Últimamente estoy frecuentando en paseos vespertinos las obras del que será el nuevo y modernísimo hospital vallisoletano y dada mi propensión a hacerme preguntas tengo varias de difícil contestación:

¿Las medidas de civismo serán las mismas en las nuevas instalaciones que las actualmente insufribles?
¿Serán diferentes las instalaciones para personas realmente enfermas, que para los que se comportan sin ningún respeto hacia sus “semejantes”?
¿Podremos disfrutar tranquilamente de los servicios que pagamos con nuestros impuestos?
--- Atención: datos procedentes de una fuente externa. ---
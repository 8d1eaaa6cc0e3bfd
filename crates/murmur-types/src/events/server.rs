use serde_json::{Map, Value};

/// `connected` event, the handshake acknowledgement.
#[derive(Debug, Clone, Default, PartialEq, serde::Serialize, serde::Deserialize)]
pub struct ConnectedEvent {
    #[serde(default, skip_serializing_if = "Option::is_none")]
    session_id: Option<String>,

    #[serde(flatten)]
    extra: Map<String, Value>,
}

impl ConnectedEvent {
    pub fn new() -> Self {
        Self::default()
    }

    pub fn with_session_id(mut self, session_id: &str) -> Self {
        self.session_id = Some(session_id.to_string());
        self
    }

    pub fn session_id(&self) -> Option<&str> {
        self.session_id.as_deref()
    }

    pub fn extra(&self) -> &Map<String, Value> {
        &self.extra
    }
}

/// `transcript_interim` and `transcript_final` events
#[derive(Debug, Clone, PartialEq, serde::Serialize, serde::Deserialize)]
pub struct TranscriptEvent {
    /// The recognized text so far (interim) or for the whole utterance (final)
    text: String,

    #[serde(flatten)]
    extra: Map<String, Value>,
}

impl TranscriptEvent {
    pub fn new(text: &str) -> Self {
        Self {
            text: text.to_string(),
            extra: Map::new(),
        }
    }

    pub fn text(&self) -> &str {
        &self.text
    }

    pub fn extra(&self) -> &Map<String, Value> {
        &self.extra
    }
}

/// `clone_response` event. The body is backend defined and kept verbatim.
#[derive(Debug, Clone, Default, PartialEq, serde::Serialize, serde::Deserialize)]
pub struct CloneResponseEvent {
    #[serde(flatten)]
    body: Map<String, Value>,
}

impl CloneResponseEvent {
    pub fn body(&self) -> &Map<String, Value> {
        &self.body
    }
}

/// `audio_response` event
#[derive(Debug, Clone, Default, PartialEq, serde::Serialize, serde::Deserialize)]
pub struct AudioResponseEvent {
    /// Base64 encoded PCM16 audio, when the backend inlines it
    #[serde(default, skip_serializing_if = "Option::is_none")]
    audio: Option<String>,

    #[serde(flatten)]
    extra: Map<String, Value>,
}

impl AudioResponseEvent {
    pub fn audio(&self) -> Option<&str> {
        self.audio.as_deref()
    }

    pub fn extra(&self) -> &Map<String, Value> {
        &self.extra
    }
}

/// `error` event
#[derive(Debug, Clone, PartialEq, serde::Serialize, serde::Deserialize)]
pub struct ErrorEvent {
    message: String,

    /// Backends send either numeric or string codes
    #[serde(default, skip_serializing_if = "Option::is_none")]
    code: Option<Value>,

    #[serde(flatten)]
    extra: Map<String, Value>,
}

impl ErrorEvent {
    pub fn new(message: &str) -> Self {
        Self {
            message: message.to_string(),
            code: None,
            extra: Map::new(),
        }
    }

    pub fn with_code(mut self, code: Value) -> Self {
        self.code = Some(code);
        self
    }

    pub fn message(&self) -> &str {
        &self.message
    }

    pub fn code(&self) -> Option<&Value> {
        self.code.as_ref()
    }
}

/// A control frame whose `type` was absent or not recognized.
#[derive(Debug, Clone, PartialEq)]
pub struct GenericMessage {
    event_type: Option<String>,
    body: Value,
}

impl GenericMessage {
    pub fn new(event_type: Option<String>, body: Value) -> Self {
        Self { event_type, body }
    }

    pub fn event_type(&self) -> Option<&str> {
        self.event_type.as_deref()
    }

    /// The full structured body as received, `type` included.
    pub fn body(&self) -> &Value {
        &self.body
    }
}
¿Seguiremos pagando impuestos para ser atendidos con menos premura y deferencia que los que nunca pagan… aunque puedan pagar?
¿Durarán al menos algunas horas nuevas, las novedosas instalaciones?
¿Hasta cuando vamos a consentir este racismo que ejercen algunos sobre los que no somos como ellos?
¿Rescatarán médicos en paro –o recién horneaditos- para que seamos atendidos con dignidad y rapidez quienes acudimos por obligación a urgencias?
¿Pondrán en el nuevo hospital salas de recreo para acompañantes excesivos?
¿Tendremos que seguir aguantando semejantes desmanes?
¿Tendremos que seguir aguantando que “además” nos llamen racistas?
¿Tendremos que seguir aguantando?
¿Seguirá dormitando el conde de Montecristo en las nuevas salas de urgencias?